More misinformation about backups

I don’t care if you use disk, tape, or the cloud to back up your systems.  (In case you think I’m swayed by advertising, I have advertisers from all of those categories.)

Having said that, it bothers me when I see misinformation being used to sway you one way or the other.  This is why I wrote this article that disproved the Gartner 71% tape failure “quote,” and this article disproving the Yankee Group 42% failure “quote.”  And since he used my comment system to link to his article, I also thought I’d write this blog article dispelling the misinformation in the article he linked to.

He said it’s been a long time since people have seen tape used for backups. 

The live survey of the hundreds of attendees to last year’s Backup Central Live shows showed that 82% of them still use tape as their final destination for backups.  So much for not seeing tape in a while.

He said IT pros are still skeptical that removable drives have a legitimate place in backup

Yes, we are.  I think that 3.5″ removable disk drives are a very bad place for backups. 2.5″ drives yes, 3.5″ drives, not so much.  They’re simply not designed for excessive portability.  Adding to that is this fact:  every portable hard drive I have ever used for backing up my laptop has died long before the drive it was backing up.  Every single one.

He said cloud backup is shiny and new and that’s why people are choosing it.

No, it’s because it’s a complete and total outsourcing of backup functionality.  Backups can be onsite and offsite without ever touching a disk drive or tape drive.  AND you will be constantly notified if your backups are working or not working.  You often even get notified even if you shut off all your backups!  That’s not the case with any backup software product that I’ve ever used.  There are a lot of reasons to use cloud backup over removable disk drives or tape.  In fact, there are so many that I strongly recommend cloud backup for small to medium sized companies.

He said disk is cheaper for small companies

Yes, it is.  It is cheaper to acquire the drives as long as you never need to add capacity.  If you do, however, need to add capacity, disk costs will double.  Tape costs will not.  It’ll cost you about $.02/GB to add more capacity to a tape-based system.  (Having said that, I do not recommend backing up directly to tape; I haven’t in a while.)  Having said that, I priced a slightly different tape-based system than the one he quoted in his article, and it was approximately the same cost.

As to comparing their 10-bay disk systems against an autoloader, I don’t see how you can do that.  Backup software products simply don’t know what to do with 10 removable disk drives, but they do not what to do with autoloaders.  (I’m sure he knows a backup software product that will work his configuration, but I don’t know of one.)

He said disk is more reliable than tape

Baloney.  I’ve written about this before.  Tape has a much higher reliability rate than SATA disk — one hundred times more reliable.  I’ve already shown above that the statistics he quotes in his article are bunk.  Almost every failure I’ve ever seen with restores was the fault of anything but the media that was being used.  (I still don’t think tape should be used as the initial target for backups, but it is a very reliable place to put the second copy.)

He said LTO-5 speed is 140 MB/s, but only with compression

Sorry, Charlie.  That’s the native speed.  It’s up to 280 MB/s with compression.  With the 1.5:1 I see all the time, it’s 210 MB/s easy.  Having said that, it’s very hard to feed data to a drive that fast.  This is why I don’t recommend tape as the initial target for backups.  But if you’ve already made a copy on disk, you should have no problem streaming that tape drive.

He said single file restores are faster from disk

Yes, they are.  That extra minute it takes the tape to load and get to the single file would probably put most companies out of business.  Seriously, you’re going to make a case out of a minute of tape loading time?

He said upgrading/replacing is cheaper with disk

Are you kidding me?  I addressed this already.  If you need more capacity than the initial purchase, it’s much cheaper to expand a tape system.

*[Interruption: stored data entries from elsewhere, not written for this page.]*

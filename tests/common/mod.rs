//! Shared test utilities for integration tests.
//!
//! Note: `#![allow(dead_code)]` is required because each integration test file
//! compiles as a separate crate and may only use a subset of these helpers.

#![allow(dead_code)]

use std::io::Cursor;

use rand::{Rng, SeedableRng, rngs::StdRng};
use zipkit::{Archive, EntryOptions, WriteOptions, WriteResult, Writer};

/// Creates an in-memory archive from `(name, data)` pairs, all written with
/// the same entry options.
///
/// Returns both the archive bytes and the WriteResult metadata.
pub fn create_archive_with_result(
    options: Option<WriteOptions>,
    entry_options: &EntryOptions,
    entries: &[(&str, &[u8])],
) -> zipkit::Result<(Vec<u8>, WriteResult)> {
    let writer = Writer::new(Cursor::new(Vec::new()))?;
    let mut writer = match options {
        Some(opts) => writer.options(opts),
        None => writer,
    };
    for (name, data) in entries {
        writer.add_bytes(*name, data, entry_options)?;
    }
    let (result, cursor) = writer.finish_into_inner()?;
    Ok((cursor.into_inner(), result))
}

/// Creates an in-memory archive with default options.
pub fn create_archive(entries: &[(&str, &[u8])]) -> zipkit::Result<Vec<u8>> {
    create_archive_with_result(None, &EntryOptions::default(), entries).map(|(bytes, _)| bytes)
}

/// Creates an in-memory archive whose entries are all streamed through
/// `start_entry` / `write` / `close_entry`.
pub fn create_streamed_archive(
    entry_options: &EntryOptions,
    entries: &[(&str, &[u8])],
) -> zipkit::Result<Vec<u8>> {
    use std::io::Write;

    let mut writer = Writer::new(Cursor::new(Vec::new()))?;
    for (name, data) in entries {
        writer.start_entry(*name, entry_options)?;
        // Uneven chunks exercise the pipeline's buffering.
        for chunk in data.chunks(7919) {
            writer.write_all(chunk)?;
        }
        writer.close_entry()?;
    }
    let (_, cursor) = writer.finish_into_inner()?;
    Ok(cursor.into_inner())
}

/// Extracts the error from a Result, panicking if it's Ok.
///
/// Useful when the Ok type doesn't implement Debug.
pub fn expect_err<T, E>(result: Result<T, E>) -> E {
    match result {
        Ok(_) => panic!("Expected error but got Ok"),
        Err(e) => e,
    }
}

/// Opens the archive and checks that it holds exactly the expected files
/// with the expected content.
pub fn verify_archive_contents(archive_bytes: &[u8], expected_entries: &[(&str, &[u8])]) {
    let mut archive =
        Archive::open(Cursor::new(archive_bytes)).expect("Failed to open archive for verification");
    verify_opened(&mut archive, expected_entries);
}

/// As [`verify_archive_contents`], for an archive that is already open.
pub fn verify_opened<R: std::io::Read + std::io::Seek>(
    archive: &mut Archive<R>,
    expected_entries: &[(&str, &[u8])],
) {
    let file_count = archive.entries().iter().filter(|e| !e.is_directory).count();
    assert_eq!(
        file_count,
        expected_entries.len(),
        "Entry count mismatch: expected {}, got {}",
        expected_entries.len(),
        file_count
    );
    for (name, expected_data) in expected_entries {
        let extracted = archive
            .extract_to_vec(name)
            .unwrap_or_else(|e| panic!("Failed to extract '{}': {}", name, e));
        assert_eq!(&extracted[..], *expected_data, "Content mismatch for '{}'", name);
    }
}

/// Incompressible bytes from a fixed seed.
pub fn random_bytes(len: usize, seed: u64) -> Vec<u8> {
    let mut rng = StdRng::seed_from_u64(seed);
    let mut data = vec![0u8; len];
    rng.fill(&mut data[..]);
    data
}

/// Highly compressible text.
pub fn text_bytes(len: usize) -> Vec<u8> {
    b"The quick brown fox jumps over the lazy dog. "
        .iter()
        .copied()
        .cycle()
        .take(len)
        .collect()
}

/// Reads a little-endian u16 at `pos`.
pub fn u16_at(data: &[u8], pos: usize) -> u16 {
    u16::from_le_bytes([data[pos], data[pos + 1]])
}

/// Reads a little-endian u32 at `pos`.
pub fn u32_at(data: &[u8], pos: usize) -> u32 {
    u32::from_le_bytes(data[pos..pos + 4].try_into().unwrap())
}

/// Reads a little-endian u64 at `pos`.
pub fn u64_at(data: &[u8], pos: usize) -> u64 {
    u64::from_le_bytes(data[pos..pos + 8].try_into().unwrap())
}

Most customers go years without upgrading their drives.

He said doing synthetic fulls is easier on disk

Yes, it is.  And CDP and CDP-like tech is also only possible on disk.  Disk has a lot of things going for it.

He said tape has to be replaced more often

Again, baloney.  A tape that is used once a week will last four years with the chart quoted in the article.  That is longer than most disks I’ve used.

Summary

I don’t recommend using tape as the initial target for backups, but I still think it’s a great place to put the next copy.  And if you are a smaller company, I think the best thing you can do is to use a cloud backup service that totally automates everything, and alllows for a local copy of your data.  But I think that any backup system that requires small companies to manually swap removable media just to make backups happen is a bad idea.


Written by W. Curtis Preston (@wcpreston), four-time O'Reilly author, and host of The Backup Wrap-up podcast. I am now the Technology Evangelist at Sullivan Strickler, which helps companies manage their legacy data

15 comments
  • Excellent rebuttal. I actually agree on quite a few bullet points. I removed the questionable statistics from my post, giving you full thanks and credit. I left the speed and capacity of LTO-5 the same but clarified my language since I believe you misunderstood. Comparing LTO-4 tape prices at 800GB to 1.5TB drives is disingenuous on your part. I believe my comparison is valid. I’m surprised you didn’t jump on the more obvious point that as number of media (tapes and drives) go up, the price advantage crosses over to tape. I would have said in rebuttal that many customers operate with stunningly and stupidly small number of tapes or drives. You’ve had bad luck with removable drives. I’ve had bad luck with tape. Since we’re both skeptics and scientists at heart, we’d have to admit that our samples are inconclusive. We’re both guilty of pattern recognition based on samples too small to form final opinions. If you uncover real objective studies like the Google disk reliability study it’d be great. If you can restore a single file with only a 1 minute delay from tape more power to you. I’ve seen it take quite a bit longer. What software? On Upgrading/replacing I’m not sure what you mean. How in the world can you disagree that if you own an LTO-4 tape drive that your tapes will ALWAYS be 800GB?? I assume you just meant you can add more tapes to the autoloader library. But my point was clients don’t WANT to split backups onto multiple tapes (or drives for that matter). As for your small business cloud recommendations, I agree with ease of use and automation of it… if all you’re backing up Quickbooks. But you’ve inspired me to do a blog comparing backing up about 2TB of data to the cloud. Hint: even at 50 cents per gig it’s just way too expensive for small firms. Small – engineering firms, graphics shops and data intensive businesses that have lots of data can’t or won’t afford cloud backup. The other significant objection is Recovery Time Objective when you’re talking about getting an entire Windows server back online.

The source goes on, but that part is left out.